製品は、インテル、サムスン、台湾セミコンダクター・マニュファクチャリング・カンパニー(TSMC)などすべての大手半導体メーカーで使用されている。
出所:銘柄スカウター米国株、Morningstar, Inc.
第4四半期(10月-12月期)実績
★売上高・・・前年同期比17%増の49.86億ユーロ(市場予想は51.18億ユーロ)

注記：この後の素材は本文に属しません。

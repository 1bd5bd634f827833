//! Scriptport – a loopback script evaluation service
//!
//! This crate implements a small TCP service that evaluates fragments of a
//! Lua-flavoured scripting language on behalf of remote clients:
//! - A line protocol carrying `<length>:<request_id>:<code>` requests
//! - Deterministic step budgets for both execution and result rendering
//! - A JSON-like serializer that survives cycles, deep nesting and sparse tables
//! - A single-threaded, poll-driven server loop under a restarting supervisor
//! - A blocking client for issuing requests and decoding replies

#![warn(missing_docs)]
#![warn(rust_2018_idioms)]

/// The embedded scripting language
pub mod interpreter;

/// Step-bounded execution and result rendering
pub mod runtime;

/// TCP server, wire protocol and client
pub mod service;

// Re-export key types for convenience
pub use runtime::{ExecutionResult, Limits, execute, render_response};
pub use service::{Client, Server, ServerConfig};

/// Current version of the scriptport crate
pub const VERSION: &str = env!("CARGO_PKG_VERSION");

/// Default TCP port of the service.
pub const DEFAULT_PORT: u16 = 9998;
//! Non-blocking connection set driven by zero-timeout `poll(2)`.
//!
//! The multiplexer exclusively owns every accepted connection. A connection
//! leaves the set in exactly one place ([`Multiplexer::close`]), either when
//! polling reports an error or hangup, or when a failed read or write has
//! marked it for removal and the server retires it.

use std::collections::BTreeMap;
use std::io::{self, ErrorKind, Read, Write};
use std::net::{Shutdown, SocketAddr, TcpListener, TcpStream};
use std::os::fd::{AsRawFd, RawFd};

use tracing::{debug, info};

/// Identifier assigned to each accepted connection.
pub type ConnectionId = u64;

/// Decoded `revents` flags of one descriptor.
#[allow(missing_docs)]
#[derive(Debug, Clone, Copy, PartialEq, Eq, Default)]
pub struct Readiness {
    pub readable: bool,
    pub writable: bool,
    pub priority: bool,
    pub error: bool,
    pub hangup: bool,
    pub invalid: bool,
}

impl Readiness {
    /// Decode raw `poll(2)` result flags.
    pub fn from_revents(revents: libc::c_short) -> Self {
        Self {
            readable: revents & libc::POLLIN != 0,
            writable: revents & libc::POLLOUT != 0,
            priority: revents & libc::POLLPRI != 0,
            error: revents & libc::POLLERR != 0,
            hangup: revents & libc::POLLHUP != 0,
            invalid: revents & libc::POLLNVAL != 0,
        }
    }
}

/// What the server should do with a polled connection.
#[derive(Debug, Clone, Copy, PartialEq, Eq)]
pub enum PollClass {
    /// Data can be read.
    Readable,
    /// The connection is broken and must be closed.
    Failed,
    /// Nothing to do this cycle.
    Idle,
}

/// Classify readiness flags; failure flags take precedence over input.
pub fn classify(readiness: Readiness) -> PollClass {
    if readiness.error || readiness.hangup || readiness.invalid {
        PollClass::Failed
    } else if readiness.readable || readiness.priority {
        PollClass::Readable
    } else {
        PollClass::Idle
    }
}

/// Result of reading from a connection.
#[derive(Debug, Clone, PartialEq, Eq)]
pub enum RecvOutcome {
    /// Bytes received.
    Data(Vec<u8>),
    /// No data available right now.
    WouldBlock,
    /// Orderly EOF or I/O failure; the connection awaits retirement.
    Closed,
}

#[derive(Debug, Clone, Copy, PartialEq, Eq)]
enum ConnectionState {
    Active,
    PendingRemoval,
}

struct Connection {
    stream: TcpStream,
    peer: Option<SocketAddr>,
    state: ConnectionState,
}

/// Lifetime counters.
#[derive(Debug, Clone, Copy, Default, PartialEq, Eq)]
pub struct MultiplexerStats {
    /// Connections accepted.
    pub accepted: u64,
    /// Connections closed.
    pub closed: u64,
}

/// Owner of the listening socket and the live connection set.
pub struct Multiplexer {
    listener: TcpListener,
    connections: BTreeMap<ConnectionId, Connection>,
    next_id: ConnectionId,
    stats: MultiplexerStats,
}

impl Multiplexer {
    /// Take ownership of a bound listener and switch it to non-blocking mode.
    pub fn new(listener: TcpListener) -> io::Result<Self> {
        listener.set_nonblocking(true)?;
        Ok(Self {
            listener,
            connections: BTreeMap::new(),
            next_id: 1,
            stats: MultiplexerStats::default(),
        })
    }

    /// Address the listener is bound to.
    pub fn local_addr(&self) -> io::Result<SocketAddr> {
        self.listener.local_addr()
    }

    /// Number of connections in the set, including ones awaiting retirement.
    pub fn len(&self) -> usize {
        self.connections.len()
    }

    /// Whether no connections are open.
    pub fn is_empty(&self) -> bool {
        self.connections.is_empty()
    }

    /// Whether `id` is still in the set.
    pub fn contains(&self, id: ConnectionId) -> bool {
        self.connections.contains_key(&id)
    }

    /// Lifetime counters.
    pub fn stats(&self) -> MultiplexerStats {
        self.stats
    }

    /// Accept at most one pending connection without blocking.
    pub fn accept_if_ready(&mut self) -> io::Result<Option<ConnectionId>> {
        let ready = poll_fds(&mut [pollfd(self.listener.as_raw_fd())])?;
        if ready == 0 {
            return Ok(None);
        }
        let (stream, peer) = match self.listener.accept() {
            Ok(accepted) => accepted,
            Err(err) if matches!(err.kind(), ErrorKind::WouldBlock | ErrorKind::Interrupted) => {
                return Ok(None);
            }
            Err(err) => return Err(err),
        };
        stream.set_nonblocking(true)?;
        let id = self.next_id;
        self.next_id += 1;
        self.connections.insert(
            id,
            Connection {
                stream,
                peer: Some(peer),
                state: ConnectionState::Active,
            },
        );
        self.stats.accepted += 1;
        info!(connection = id, %peer, "accepted connection");
        Ok(Some(id))
    }

    /// Poll active connections once, closing broken ones and returning the
    /// ids that have input.
    pub fn poll_readable(&mut self) -> io::Result<Vec<ConnectionId>> {
        let ids: Vec<ConnectionId> = self
            .connections
            .iter()
            .filter(|(_, connection)| connection.state == ConnectionState::Active)
            .map(|(id, _)| *id)
            .collect();
        if ids.is_empty() {
            return Ok(Vec::new());
        }

        let mut fds: Vec<libc::pollfd> = ids
            .iter()
            .filter_map(|id| self.connections.get(id))
            .map(|connection| pollfd(connection.stream.as_raw_fd()))
            .collect();
        if poll_fds(&mut fds)? == 0 {
            return Ok(Vec::new());
        }

        let mut readable = Vec::new();
        for (id, fd) in ids.into_iter().zip(&fds) {
            match classify(Readiness::from_revents(fd.revents)) {
                PollClass::Readable => readable.push(id),
                PollClass::Failed => {
                    debug!(connection = id, revents = fd.revents, "connection failed during poll");
                    self.close(id);
                }
                PollClass::Idle => {}
            }
        }
        Ok(readable)
    }

    /// Read up to `max` bytes from a connection.
    pub fn recv(&mut self, id: ConnectionId, max: usize) -> RecvOutcome {
        let Some(connection) = self.connections.get_mut(&id) else {
            return RecvOutcome::Closed;
        };
        let mut buffer = vec![0u8; max];
        match connection.stream.read(&mut buffer) {
            Ok(0) => {
                debug!(connection = id, "peer closed connection");
                connection.state = ConnectionState::PendingRemoval;
                RecvOutcome::Closed
            }
            Ok(n) => {
                buffer.truncate(n);
                RecvOutcome::Data(buffer)
            }
            Err(err) if matches!(err.kind(), ErrorKind::WouldBlock | ErrorKind::Interrupted) => {
                RecvOutcome::WouldBlock
            }
            Err(err) => {
                debug!(connection = id, error = %err, "read failed");
                connection.state = ConnectionState::PendingRemoval;
                RecvOutcome::Closed
            }
        }
    }

    /// Write all of `bytes` to a connection.
    ///
    /// The socket is blocking for the duration of the write so large
    /// responses are delivered whole.
    pub fn send(&mut self, id: ConnectionId, bytes: &[u8]) -> io::Result<()> {
        let Some(connection) = self.connections.get_mut(&id) else {
            return Err(io::Error::new(ErrorKind::NotConnected, "unknown connection"));
        };
        let written = write_blocking(&mut connection.stream, bytes);
        if let Err(err) = &written {
            debug!(connection = id, error = %err, "write failed");
            connection.state = ConnectionState::PendingRemoval;
        }
        written
    }

    /// Close a connection previously marked for removal by `recv` or `send`.
    pub fn retire(&mut self, id: ConnectionId) -> bool {
        match self.connections.get(&id) {
            Some(connection) if connection.state == ConnectionState::PendingRemoval => {
                self.close(id);
                true
            }
            _ => false,
        }
    }

    /// Close every connection.
    pub fn close_all(&mut self) {
        let ids: Vec<ConnectionId> = self.connections.keys().copied().collect();
        for id in ids {
            self.close(id);
        }
    }

    fn close(&mut self, id: ConnectionId) {
        if let Some(connection) = self.connections.remove(&id) {
            let _ = connection.stream.shutdown(Shutdown::Both);
            self.stats.closed += 1;
            debug!(connection = id, peer = ?connection.peer, "closed connection");
        }
    }
}

impl Drop for Multiplexer {
    fn drop(&mut self) {
        self.close_all();
    }
}

fn write_blocking(stream: &mut TcpStream, bytes: &[u8]) -> io::Result<()> {
    stream.set_nonblocking(false)?;
    let written = stream.write_all(bytes).and_then(|()| stream.flush());
    stream.set_nonblocking(true)?;
    written
}

fn pollfd(fd: RawFd) -> libc::pollfd {
    libc::pollfd {
        fd,
        events: libc::POLLIN | libc::POLLPRI,
        revents: 0,
    }
}

/// Zero-timeout poll; an interrupted call counts as nothing ready.
fn poll_fds(fds: &mut [libc::pollfd]) -> io::Result<usize> {
    // SAFETY: `fds` is a valid, exclusively borrowed slice of `pollfd` for the
    // duration of the call, and its length is passed alongside.
    let ready = unsafe { libc::poll(fds.as_mut_ptr(), fds.len() as libc::nfds_t, 0) };
    if ready < 0 {
        let err = io::Error::last_os_error();
        if err.kind() == ErrorKind::Interrupted {
            return Ok(0);
        }
        return Err(err);
    }
    Ok(ready as usize)
}

#[cfg(test)]
mod tests {
    use super::*;
    use std::thread;
    use std::time::{Duration, Instant};

    fn multiplexer() -> Multiplexer {
        let listener = TcpListener::bind("127.0.0.1:0").expect("bind");
        Multiplexer::new(listener).expect("multiplexer")
    }

    fn accept_within(mux: &mut Multiplexer, timeout: Duration) -> ConnectionId {
        let deadline = Instant::now() + timeout;
        loop {
            if let Some(id) = mux.accept_if_ready().expect("accept") {
                return id;
            }
            assert!(Instant::now() < deadline, "no connection accepted");
            thread::sleep(Duration::from_millis(5));
        }
    }

    fn readable_within(mux: &mut Multiplexer, timeout: Duration) -> Vec<ConnectionId> {
        let deadline = Instant::now() + timeout;
        loop {
            let ready = mux.poll_readable().expect("poll");
            if !ready.is_empty() || Instant::now() >= deadline {
                return ready;
            }
            thread::sleep(Duration::from_millis(5));
        }
    }

    #[test]
    fn classify_prefers_failure_flags() {
        let hangup = Readiness {
            readable: true,
            hangup: true,
            ..Readiness::default()
        };
        assert_eq!(classify(hangup), PollClass::Failed);
        assert_eq!(
            classify(Readiness::from_revents(libc::POLLNVAL)),
            PollClass::Failed
        );
        assert_eq!(
            classify(Readiness::from_revents(libc::POLLIN)),
            PollClass::Readable
        );
        assert_eq!(
            classify(Readiness::from_revents(libc::POLLOUT)),
            PollClass::Idle
        );
    }

    #[test]
    fn empty_set_polls_nothing() {
        let mut mux = multiplexer();
        assert!(mux.poll_readable().expect("poll").is_empty());
        assert_eq!(mux.accept_if_ready().expect("accept"), None);
    }

    #[test]
    fn reads_data_from_accepted_connection() {
        let mut mux = multiplexer();
        let mut client = TcpStream::connect(mux.local_addr().expect("addr")).expect("connect");
        let id = accept_within(&mut mux, Duration::from_secs(2));
        client.write_all(b"5:1:return 1\n").expect("write");

        assert_eq!(readable_within(&mut mux, Duration::from_secs(2)), vec![id]);
        assert_eq!(mux.recv(id, 1024), RecvOutcome::Data(b"5:1:return 1\n".to_vec()));
        mux.send(id, b"ok\n").expect("send");

        let mut reply = [0u8; 3];
        client.read_exact(&mut reply).expect("read reply");
        assert_eq!(&reply, b"ok\n");
    }

    #[test]
    fn hangup_closes_connection_exactly_once() {
        let mut mux = multiplexer();
        let client = TcpStream::connect(mux.local_addr().expect("addr")).expect("connect");
        let id = accept_within(&mut mux, Duration::from_secs(2));
        drop(client);

        let deadline = Instant::now() + Duration::from_secs(2);
        while mux.contains(id) && Instant::now() < deadline {
            for ready in mux.poll_readable().expect("poll") {
                if mux.recv(ready, 64) == RecvOutcome::Closed {
                    assert!(mux.retire(ready));
                }
            }
            thread::sleep(Duration::from_millis(5));
        }

        assert!(!mux.contains(id));
        assert_eq!(mux.stats().closed, 1);
        assert!(mux.poll_readable().expect("poll").is_empty());
        assert!(!mux.retire(id));
        assert_eq!(mux.stats().closed, 1);
    }

    /// Make closing `stream` send a reset instead of an orderly FIN.
    fn reset_on_close(stream: &TcpStream) {
        let linger = libc::linger {
            l_onoff: 1,
            l_linger: 0,
        };
        // SAFETY: `linger` outlives the call and its size is passed alongside.
        let rc = unsafe {
            libc::setsockopt(
                stream.as_raw_fd(),
                libc::SOL_SOCKET,
                libc::SO_LINGER,
                (&linger as *const libc::linger).cast(),
                std::mem::size_of::<libc::linger>() as libc::socklen_t,
            )
        };
        assert_eq!(rc, 0, "setsockopt(SO_LINGER)");
    }

    #[test]
    fn reset_peer_is_closed_during_poll() {
        let mut mux = multiplexer();
        let client = TcpStream::connect(mux.local_addr().expect("addr")).expect("connect");
        let id = accept_within(&mut mux, Duration::from_secs(2));
        reset_on_close(&client);
        drop(client);

        let deadline = Instant::now() + Duration::from_secs(2);
        while mux.contains(id) && Instant::now() < deadline {
            let ready = mux.poll_readable().expect("poll");
            assert!(!ready.contains(&id), "reset connection surfaced as readable");
            thread::sleep(Duration::from_millis(5));
        }

        assert!(!mux.contains(id));
        assert_eq!(mux.stats().closed, 1);
        for _ in 0..3 {
            assert!(mux.poll_readable().expect("poll").is_empty());
        }
        assert!(!mux.retire(id));
        assert_eq!(mux.stats().closed, 1);
    }

    #[test]
    fn retire_ignores_active_connections() {
        let mut mux = multiplexer();
        let _client = TcpStream::connect(mux.local_addr().expect("addr")).expect("connect");
        let id = accept_within(&mut mux, Duration::from_secs(2));
        assert!(!mux.retire(id));
        assert!(mux.contains(id));
        mux.close_all();
        assert!(mux.is_empty());
        assert_eq!(mux.stats(), MultiplexerStats { accepted: 1, closed: 1 });
    }
}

★1株当たり利益(一部項目を除く)・・・4.38ユーロ(市場予想は3.75ユーロ)
第1四半期ガイダンス
★売上高・・・33-35億ユーロ(市場予想は53.6億ユーロ)
2022年度通期ガイダンス
★売上高成長率・・・20%
オランダの半導体製造装置メーカー、ASMLホールディングが昨日引け後発表した第4四半期決算は、純利益が17億7000万ユーロ(20億1000万ドル)と予想を上回った。2022年には売上高が20%の伸びになると予想した。今年も需要を満たすことは難しいとし、第1四半期の売上高を33億-35億ユーロと予想した。一部のシステムが最終テストを経る前に顧客に出荷されるため、今後20億ユーロの売り上げが追加で計上されるという。21年の配当を2倍の5.50ユーロにするとした。
今後の株価見通し
インターネット、ビッグデータ、自動運転等の発展において、世界で最も重要な企業だ。ASMLホールディングは、極端紫外線露光装置を供給する唯一の企業であり、同社なくしてはムーアの法則は存在しない。AIから自動運転に至るまで、未来の産業では、同社の重要度が必要だ。ただし、相場全体の地合いの悪さもあり、株価は昨年11月中旬からベアトレンドにある。